While we were all raising our cholesterol and decimating our livers over the Christmas break, a news story emerged which may give us cause to be a little more careful about our health. Following an amendment to the controversial Health and Social Care Bill, the private patient income (PPI) cap, which limits the income of NHS hospital trusts to an average of around 2% at present , is to be raised to 49%. Hidden behind talk of ‘increased money to invest in NHS services’ is the truth that a further blurring of the line between private and public health will be disastrous for those who can’t afford to pay.

The current PPI cap is there to ensure that NHS hospitals concentrate first and foremost on providing prompt and effective treatment for NHS patients.  Given the real-terms spending cuts hitting hospitals at the minute, pressure to increase revenue in any way possible is only going to mount, and the protection afforded by 2% cap will be lost. Replacing the safeguard will be a concentration on income maximisation, inevitably achieved by prioritising the needs of private patients, who offer most income potential. The lamentable result will be a two-tier system in which those who rely on public provision face a reduced standard of care in comparison to those lucky enough to have insurance, or an income which allows them to pay for their treatment outright. If there is no disparity between the quality of care received in NHS hospitals by private and public patients, then there is no incentive for private patients to keep paying. Therefore, in order to keep the income coming in, NHS hospitals will need to privilege private patients, allowing them to queue-jump, or prioritising their needs over those of public patients.

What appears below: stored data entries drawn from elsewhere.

use parley_protocol::{MessageId, OutboundMessage, RequestNonce};

use crate::domain::effect::Effect;
use crate::domain::state::SessionState;

#[derive(Debug, Clone, PartialEq, Eq)]
pub struct RewindPreviewState {
    pub target_message_id: MessageId,
    pub request_nonce: RequestNonce,
    pub is_loading: bool,
    pub is_executing: bool,
    pub affected_files: Option<Vec<String>>,
    pub error: Option<String>,
}

impl RewindPreviewState {
    fn loading(target_message_id: MessageId, request_nonce: RequestNonce) -> Self {
        Self {
            target_message_id,
            request_nonce,
            is_loading: true,
            is_executing: false,
            affected_files: None,
            error: None,
        }
    }

    pub fn matches(&self, target_message_id: &MessageId, request_nonce: &RequestNonce) -> bool {
        &self.target_message_id == target_message_id && &self.request_nonce == request_nonce
    }

    /// A preview for this target has loaded without error.
    pub fn is_ready(&self) -> bool {
        !self.is_loading && !self.is_executing && self.error.is_none()
    }
}

pub fn request_preview(
    state: &mut SessionState,
    target_message_id: MessageId,
    request_nonce: RequestNonce,
) -> Vec<Effect> {
    let Some(target_uuid) = state.message_uuids.get(&target_message_id).cloned() else {
        tracing::warn!(
            target: "parley.rewind",
            "Cannot preview rewind to {}: no server uuid bound",
            target_message_id
        );
        state.rewind = Some(RewindPreviewState {
            is_loading: false,
            error: Some(format!(
                "message {target_message_id} cannot be rewound yet"
            )),
            ..RewindPreviewState::loading(target_message_id, request_nonce)
        });
        return vec![];
    };

    state.rewind = Some(RewindPreviewState::loading(
        target_message_id.clone(),
        request_nonce.clone(),
    ));
    vec![Effect::Send(OutboundMessage::RewindPreview {
        target_message_id,
        target_uuid,
        request_nonce,
    })]
}

pub fn execute(
    state: &mut SessionState,
    target_message_id: MessageId,
    request_nonce: RequestNonce,
) -> Vec<Effect> {
    let ready = state
        .rewind
        .as_ref()
        .is_some_and(|preview| {
            preview.target_message_id == target_message_id && preview.is_ready()
        });
    let target_uuid = state.message_uuids.get(&target_message_id).cloned();

    let (true, Some(target_uuid), Some(preview)) = (ready, target_uuid, state.rewind.as_mut())
    else {
        tracing::warn!(
            target: "parley.rewind",
            "Ignoring rewind execute for {} without a loaded preview",
            target_message_id
        );
        return vec![];
    };

    preview.request_nonce = request_nonce.clone();
    preview.is_executing = true;
    vec![Effect::Send(OutboundMessage::RewindExecute {
        target_message_id,
        target_uuid,
        request_nonce,
    })]
}

pub fn on_preview(
    state: &mut SessionState,
    target_message_id: &MessageId,
    request_nonce: &RequestNonce,
    affected_files: Option<Vec<String>>,
    error: Option<String>,
) {
    match state.rewind.as_mut() {
        Some(preview) if preview.matches(target_message_id, request_nonce) => {
            preview.is_loading = false;
            preview.affected_files = affected_files;
            preview.error = error;
        }
        _ => stale("preview", target_message_id, request_nonce),
    }
}

pub fn on_result(
    state: &mut SessionState,
    target_message_id: &MessageId,
    request_nonce: &RequestNonce,
    success: bool,
    error: Option<String>,
) {
    match state.rewind.as_mut() {
        Some(preview)
            if preview.is_executing && preview.matches(target_message_id, request_nonce) =>
        {
            if success {
                tracing::debug!(target: "parley.rewind", "Rewound to {}", target_message_id);
                state.rewind = None;
            } else {
                preview.is_executing = false;
                preview.error = Some(error.unwrap_or_else(|| "rewind failed".to_string()));
            }
        }
        _ => stale("result", target_message_id, request_nonce),
    }
}

fn stale(kind: &str, target_message_id: &MessageId, request_nonce: &RequestNonce) {
    tracing::warn!(
        target: "parley.rewind",
        "Dropping stale rewind {} for {} (nonce {})",
        kind,
        target_message_id,
        request_nonce
    );
}

#[cfg(test)]
mod tests {
    use super::*;
    use parley_protocol::MessageUuid;

    fn state_with_uuid() -> SessionState {
        let mut state = SessionState::default();
        state
            .message_uuids
            .insert(MessageId::from("m1"), MessageUuid::from("uuid-1"));
        state
    }

    #[test]
    fn preview_needs_a_bound_uuid() {
        let mut state = SessionState::default();
        let effects = request_preview(&mut state, MessageId::from("m1"), RequestNonce::from("n1"));

        assert!(effects.is_empty());
        let preview = state.rewind.unwrap();
        assert!(!preview.is_loading);
        assert!(preview.error.is_some());
    }

    #[test]
    fn stale_nonce_is_rejected() {
        let mut state = state_with_uuid();
        request_preview(&mut state, MessageId::from("m1"), RequestNonce::from("n1"));
        request_preview(&mut state, MessageId::from("m1"), RequestNonce::from("n2"));

        on_preview(
            &mut state,
            &MessageId::from("m1"),
            &RequestNonce::from("n1"),
            Some(vec!["old.rs".to_string()]),
            None,
        );
        assert!(state.rewind.as_ref().unwrap().is_loading);

        on_preview(
            &mut state,
            &MessageId::from("m1"),
            &RequestNonce::from("n2"),
            Some(vec!["src/lib.rs".to_string()]),
            None,
        );
        let preview = state.rewind.as_ref().unwrap();
        assert!(!preview.is_loading);
        assert_eq!(preview.affected_files, Some(vec!["src/lib.rs".to_string()]));
    }

    #[test]
    fn execute_then_succeed_clears_preview() {
        let mut state = state_with_uuid();
        request_preview(&mut state, MessageId::from("m1"), RequestNonce::from("n1"));

        let early = execute(&mut state, MessageId::from("m1"), RequestNonce::from("n2"));
        assert!(early.is_empty());

        on_preview(&mut state, &MessageId::from("m1"), &RequestNonce::from("n1"), None, None);
        let effects = execute(&mut state, MessageId::from("m1"), RequestNonce::from("n2"));
        assert!(matches!(
            effects.as_slice(),
            [Effect::Send(OutboundMessage::RewindExecute { .. })]
        ));
        assert!(state.rewind.as_ref().unwrap().is_executing);

        on_result(&mut state, &MessageId::from("m1"), &RequestNonce::from("n1"), true, None);
        assert!(state.rewind.is_some());

        on_result(&mut state, &MessageId::from("m1"), &RequestNonce::from("n2"), true, None);
        assert!(state.rewind.is_none());
    }

    #[test]
    fn result_before_execute_is_ignored() {
        let mut state = state_with_uuid();
        request_preview(&mut state, MessageId::from("m1"), RequestNonce::from("n1"));
        on_preview(&mut state, &MessageId::from("m1"), &RequestNonce::from("n1"), None, None);

        on_result(&mut state, &MessageId::from("m1"), &RequestNonce::from("n1"), true, None);

        let preview = state.rewind.as_ref().unwrap();
        assert!(preview.is_ready());
        assert!(!preview.is_executing);
    }

    #[test]
    fn failed_result_keeps_error() {
        let mut state = state_with_uuid();
        request_preview(&mut state, MessageId::from("m1"), RequestNonce::from("n1"));
        on_preview(&mut state, &MessageId::from("m1"), &RequestNonce::from("n1"), None, None);
        execute(&mut state, MessageId::from("m1"), RequestNonce::from("n2"));

        on_result(
            &mut state,
            &MessageId::from("m1"),
            &RequestNonce::from("n2"),
            false,
            Some("checkpoint missing".to_string()),
        );
        let preview = state.rewind.as_ref().unwrap();
        assert!(!preview.is_executing);
        assert_eq!(preview.error.as_deref(), Some("checkpoint missing"));
    }
}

Admittedly, any system incorporating a private element inevitably lends itself to a situation in which those who pay for their care are able to buy themselves some sort of advantage. However, this situation is something that the NHS should seek to counter, not cement. The government’s aim should be closing the gap in quality between private and public healthcare, not helping this division to infiltrate our hospitals.

We’re told that the income generated by increased provision to private patients will be chanelled back into improving NHS services, but the danger is that a truly efficient ‘business model’ would put money back into ensuring continued revenue streams, i.e. into improving the appeal of the NHS to private providers. Thus we enter a vicious circle – money made from private patients is plugged back into improving services and facilities in hospitals used by private patients. As such, said private patients rate this hospitals higher, providing further ‘evidence’ and incentive to keep increasing the proportion of private patients. Any perceived success will be largely illusory, because private healthcare companies are well-known to cherry pick more straightforward procedures with higher chance of ‘success’. The impact, however, will be very real – those hospitals which are able to maximise their private revenue will do so at the expense of their NHS patients, while other hospitals in areas which have less ready access to private income streams (in short, anywhere beyond the South East) will be left to helplessly struggle on with their ‘efficiency savings’.

At a time when the gap between rich and poor is getting ever more apparent, we shouldn’t be causing more divisions within our health system. It would be wrong to say that the NHS shouldn’t be changed at all, but whilst we may not be able to treat the NHS as a wholly sacred cow, we must stop healthcare from becoming a cattle market.